--- START ---

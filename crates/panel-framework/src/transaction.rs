//! # Transaction Runner
//!
//! Wraps a unit of work in an atomic transaction and hands it a freshly minted
//! [`BatchId`] so every side effect of the unit can be correlated.
//!
//! ## Contract
//!
//! 1. Begin a transaction on the injected [`TransactionalConnection`].
//! 2. Mint a batch id and pass it to `work`.
//! 3. On success, run `on_committed(batch_id)` (if any) while the transaction
//!    is still open, then commit and return `work`'s value unchanged.
//! 4. On any failure (from `work`, the hook, or the commit), roll back and
//!    return the original error unmodified.
//!
//! There is no retry. The runner guarantees atomicity, not resilience.

use crate::error::PanelError;
use async_trait::async_trait;
use serde::{Deserialize, Serialize};
use std::fmt::{self, Display};
use std::future::{self, Future, Ready};
use tracing::{debug, error, info, warn};
use ulid::Ulid;
use uuid::Uuid;

/// Correlation id for one transactional action batch.
///
/// Time-ordered: the leading bits are a millisecond timestamp, so the
/// hyphenated string form sorts lexically by creation time.
#[derive(Debug, Clone, Copy, PartialEq, Eq, PartialOrd, Ord, Hash, Serialize, Deserialize)]
pub struct BatchId(Uuid);

impl BatchId {
    pub fn new() -> Self {
        Self(Uuid::from(Ulid::new()))
    }

    pub fn as_uuid(&self) -> &Uuid {
        &self.0
    }
}

impl Default for BatchId {
    fn default() -> Self {
        Self::new()
    }
}

impl Display for BatchId {
    fn fmt(&self, f: &mut fmt::Formatter<'_>) -> fmt::Result {
        write!(f, "{}", self.0.hyphenated())
    }
}

/// The `begin/commit/rollback` primitive storage must provide.
#[async_trait]
pub trait TransactionalConnection: Send + Sync {
    async fn begin(&self) -> Result<(), PanelError>;
    async fn commit(&self) -> Result<(), PanelError>;
    async fn rollback(&self) -> Result<(), PanelError>;
}

type NoHook<E> = fn(BatchId) -> Ready<Result<(), E>>;

/// Runs units of work atomically against one connection.
#[derive(Clone)]
pub struct TransactionRunner<C: TransactionalConnection> {
    connection: C,
}

impl<C: TransactionalConnection> TransactionRunner<C> {
    pub fn new(connection: C) -> Self {
        Self { connection }
    }

    pub fn connection(&self) -> &C {
        &self.connection
    }

    /// Runs `work` inside a transaction with no post-work hook.
    pub async fn run<T, E, W, WF>(&self, work: W) -> Result<T, E>
    where
        W: FnOnce(BatchId) -> WF,
        WF: Future<Output = Result<T, E>>,
        E: From<PanelError> + Display,
    {
        self.run_with(work, None::<NoHook<E>>).await
    }

    /// Runs `work` inside a transaction; `on_committed` runs after the work
    /// succeeds and before the commit finalizes.
    pub async fn run_with<T, E, W, WF, F, FF>(&self, work: W, on_committed: Option<F>) -> Result<T, E>
    where
        W: FnOnce(BatchId) -> WF,
        WF: Future<Output = Result<T, E>>,
        F: FnOnce(BatchId) -> FF,
        FF: Future<Output = Result<(), E>>,
        E: From<PanelError> + Display,
    {
        // Nothing has been opened if begin fails, so there is nothing to roll back.
        self.connection.begin().await?;

        let batch_id = BatchId::new();
        debug!(%batch_id, "Transaction started");

        let outcome: Result<T, E> = async {
            let value = work(batch_id).await?;
            if let Some(finished) = on_committed {
                finished(batch_id).await?;
            }
            self.connection.commit().await?;
            Ok(value)
        }
        .await;

        match outcome {
            Ok(value) => {
                info!(%batch_id, "Transaction committed");
                Ok(value)
            }
            Err(e) => {
                if let Err(rollback_error) = self.connection.rollback().await {
                    error!(%batch_id, error = %rollback_error, "Rollback failed");
                }
                warn!(%batch_id, error = %e, "Transaction rolled back");
                Err(e)
            }
        }
    }
}

/// Convenience for hooks that never fail.
pub fn committed<E>() -> Ready<Result<(), E>> {
    future::ready(Ok(()))
}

--- END ---

§ **TASK OBJECTIVE**
In your reply, write out all of the material exactly as it was given.

§ **EXERCISE RESPONSE**
filename crates/panel-framework/src/transaction.rs
//! # Transaction Runner
//!
//! Wraps a unit of work in an atomic transaction and hands it a freshly minted
//! [`BatchId`] so every side effect of the unit can be correlated.
//!
//! ## Contract
//!
//! 1. Begin a transaction on the injected [`TransactionalConnection`].
//! 2. Mint a batch id and pass it to `work`.
//! 3. On success, run `on_committed(batch_id)` (if any) while the transaction
//!    is still open, then commit and return `work`'s value unchanged.
//! 4. On any failure (from `work`, the hook, or the commit), roll back and
//!    return the original error unmodified.
//!
//! There is no retry. The runner guarantees atomicity, not resilience.

use crate::error::PanelError;
use async_trait::async_trait;
use serde::{Deserialize, Serialize};
use std::fmt::{self, Display};
use std::future::{self, Future, Ready};
use tracing::{debug, error, info, warn};
use ulid::Ulid;
use uuid::Uuid;

/// Correlation id for one transactional action batch.
///
/// Time-ordered: the leading bits are a millisecond timestamp, so the
/// hyphenated string form sorts lexically by creation time.
#[derive(Debug, Clone, Copy, PartialEq, Eq, PartialOrd, Ord, Hash, Serialize, Deserialize)]
pub struct BatchId(Uuid);

impl BatchId {
    pub fn new() -> Self {
        Self(Uuid::from(Ulid::new()))
    }

    pub fn as_uuid(&self) -> &Uuid {
        &self.0
    }
}

impl Default for BatchId {
    fn default() -> Self {
        Self::new()
    }
}

impl Display for BatchId {
    fn fmt(&self, f: &mut fmt::Formatter<'_>) -> fmt::Result {
        write!(f, "{}", self.0.hyphenated())
    }
}

/// The `begin/commit/rollback` primitive storage must provide.
#[async_trait]
pub trait TransactionalConnection: Send + Sync {
    async fn begin(&self) -> Result<(), PanelError>;
    async fn commit(&self) -> Result<(), PanelError>;
    async fn rollback(&self) -> Result<(), PanelError>;
}

type NoHook<E> = fn(BatchId) -> Ready<Result<(), E>>;

/// Runs units of work atomically against one connection.
#[derive(Clone)]
pub struct TransactionRunner<C: TransactionalConnection> {
    connection: C,
}

impl<C: TransactionalConnection> TransactionRunner<C> {
    pub fn new(connection: C) -> Self {
        Self { connection }
    }

    pub fn connection(&self) -> &C {
        &self.connection
    }

    /// Runs `work` inside a transaction with no post-work hook.
    pub async fn run<T, E, W, WF>(&self, work: W) -> Result<T, E>
    where
        W: FnOnce(BatchId) -> WF,
        WF: Future<Output = Result<T, E>>,
        E: From<PanelError> + Display,
    {
        self.run_with(work, None::<NoHook<E>>).await
    }

    /// Runs `work` inside a transaction; `on_committed` runs after the work
    /// succeeds and before the commit finalizes.
    pub async fn run_with<T, E, W, WF, F, FF>(&self, work: W, on_committed: Option<F>) -> Result<T, E>
    where
        W: FnOnce(BatchId) -> WF,
        WF: Future<Output = Result<T, E>>,
        F: FnOnce(BatchId) -> FF,
        FF: Future<Output = Result<(), E>>,
        E: From<PanelError> + Display,
    {
        // Nothing has been opened if begin fails, so there is nothing to roll back.
        self.connection.begin().await?;

        let batch_id = BatchId::new();
        debug!(%batch_id, "Transaction started");

        let outcome: Result<T, E> = async {
            let value = work(batch_id).await?;
            if let Some(finished) = on_committed {
                finished(batch_id).await?;
            }
            self.connection.commit().await?;
            Ok(value)
        }
        .await;

        match outcome {
            Ok(value) => {
                info!(%batch_id, "Transaction committed");
                Ok(value)
            }
            Err(e) => {
                if let Err(rollback_error) = self.connection.rollback().await {
                    error!(%batch_id, error = %rollback_error, "Rollback failed");
                }
                warn!(%batch_id, error = %e, "Transaction rolled back");
                Err(e)
            }
        }
    }
}

/// Convenience for hooks that never fail.
pub fn committed<E>() -> Ready<Result<(), E>> {
    future::ready(Ok(()))
}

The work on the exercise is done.